- _Problem_
Check every line of the entries below for the word "NominalFrame", and copy the ones that have it.

(Data entries)

▼▼▼

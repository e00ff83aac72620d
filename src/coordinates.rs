//! # Frame-tagged coordinates
//!
//! [`Coordinates`] pairs a representation with the frame it is expressed in. This is the
//! entry point most callers need:
//!
//! ```rust
//! use iact_frames::coordinates::Coordinates;
//! use iact_frames::frames::{HorizonFrame, Pointing, TelescopeFrame};
//! use iact_frames::units::{Angle, AngleArray};
//!
//! let pointing = Pointing::new(Angle::degrees(180.0), Angle::degrees(70.0));
//! let tel = TelescopeFrame::new(pointing)?;
//!
//! let events = Coordinates::horizon(
//!     AngleArray::degrees(vec![180.5, 179.0]),
//!     AngleArray::degrees(vec![70.2, 69.5]),
//!     HorizonFrame::new(),
//! )?;
//! let offsets = events.transform_to(&tel.into())?;
//! assert_eq!(offsets.len(), 2);
//! # Ok::<(), iact_frames::frame_errors::FrameError>(())
//! ```
//!
//! Conversions never mutate `self`; the result owns fresh data and a copy of the destination
//! frame.

use crate::frame_errors::FrameError;
use crate::frames::{CameraFrame, Frame, HorizonFrame, NominalFrame, TelescopeFrame};
use crate::graph::TransformGraph;
use crate::params::TransformParams;
use crate::representation::{
    CartesianRepresentation, PlanarRepresentation, Representation, SphericalRepresentation,
};
use crate::units::{AngleArray, LengthArray};

/// Values together with the frame they are expressed in.
#[derive(Debug, Clone, PartialEq)]
pub struct Coordinates {
    frame: Frame,
    data: Representation,
}

impl Coordinates {
    /// Tag `data` with `frame`.
    ///
    /// Errors
    /// -----------------
    /// * [`FrameError::RepresentationMismatch`] if `data` is not the representation of `frame`.
    pub fn new(data: impl Into<Representation>, frame: impl Into<Frame>) -> Result<Self, FrameError> {
        let data = data.into();
        let frame = frame.into();
        if !data.fits(frame.kind()) {
            return Err(FrameError::RepresentationMismatch {
                frame: frame.kind(),
                found: data.name(),
            });
        }
        Ok(Coordinates { frame, data })
    }

    pub fn horizon(
        az: AngleArray,
        alt: AngleArray,
        frame: HorizonFrame,
    ) -> Result<Self, FrameError> {
        Self::new(SphericalRepresentation::new(az, alt)?, frame)
    }

    pub fn telescope(
        x: AngleArray,
        y: AngleArray,
        frame: TelescopeFrame,
    ) -> Result<Self, FrameError> {
        Self::new(PlanarRepresentation::new(x, y)?, frame)
    }

    pub fn nominal(x: AngleArray, y: AngleArray, frame: NominalFrame) -> Result<Self, FrameError> {
        Self::new(PlanarRepresentation::new(x, y)?, frame)
    }

    /// Points on the focal plane (`z` = 0).
    pub fn camera(x: LengthArray, y: LengthArray, frame: CameraFrame) -> Result<Self, FrameError> {
        Self::new(CartesianRepresentation::planar(x, y)?, frame)
    }

    pub fn frame(&self) -> &Frame {
        &self.frame
    }

    pub fn representation(&self) -> &Representation {
        &self.data
    }

    pub fn into_representation(self) -> Representation {
        self.data
    }

    pub fn len(&self) -> usize {
        self.data.len()
    }

    pub fn is_empty(&self) -> bool {
        self.data.is_empty()
    }

    /// Element `index`, in the same frame.
    pub fn get(&self, index: usize) -> Option<Coordinates> {
        self.data.get(index).map(|data| Coordinates {
            frame: self.frame,
            data,
        })
    }

    /// Convert into `dest` with default parameters.
    pub fn transform_to(&self, dest: &Frame) -> Result<Coordinates, FrameError> {
        self.transform_to_with(dest, &TransformParams::default())
    }

    /// Convert into `dest` through the default transform graph.
    ///
    /// See also
    /// ------------
    /// * [`TransformGraph::transform`] – path selection and intermediate frames.
    pub fn transform_to_with(
        &self,
        dest: &Frame,
        params: &TransformParams,
    ) -> Result<Coordinates, FrameError> {
        self.transform_in(TransformGraph::global(), dest, params)
    }

    /// Convert into `dest` through a caller-supplied graph.
    pub fn transform_in(
        &self,
        graph: &TransformGraph,
        dest: &Frame,
        params: &TransformParams,
    ) -> Result<Coordinates, FrameError> {
        let data = graph.transform(&self.data, &self.frame, dest, params)?;
        Ok(Coordinates { frame: *dest, data })
    }
}

/// Convert a bare representation from `source` to `dest` with default parameters.
pub fn convert(
    data: &Representation,
    source: &Frame,
    dest: &Frame,
) -> Result<Representation, FrameError> {
    TransformGraph::global().transform(data, source, dest, &TransformParams::default())
}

▲▲▲

- _Answer to the problem_
use crate::frames::{CameraFrame, Frame, HorizonFrame, NominalFrame, TelescopeFrame};
    pub fn nominal(x: AngleArray, y: AngleArray, frame: NominalFrame) -> Result<Self, FrameError> {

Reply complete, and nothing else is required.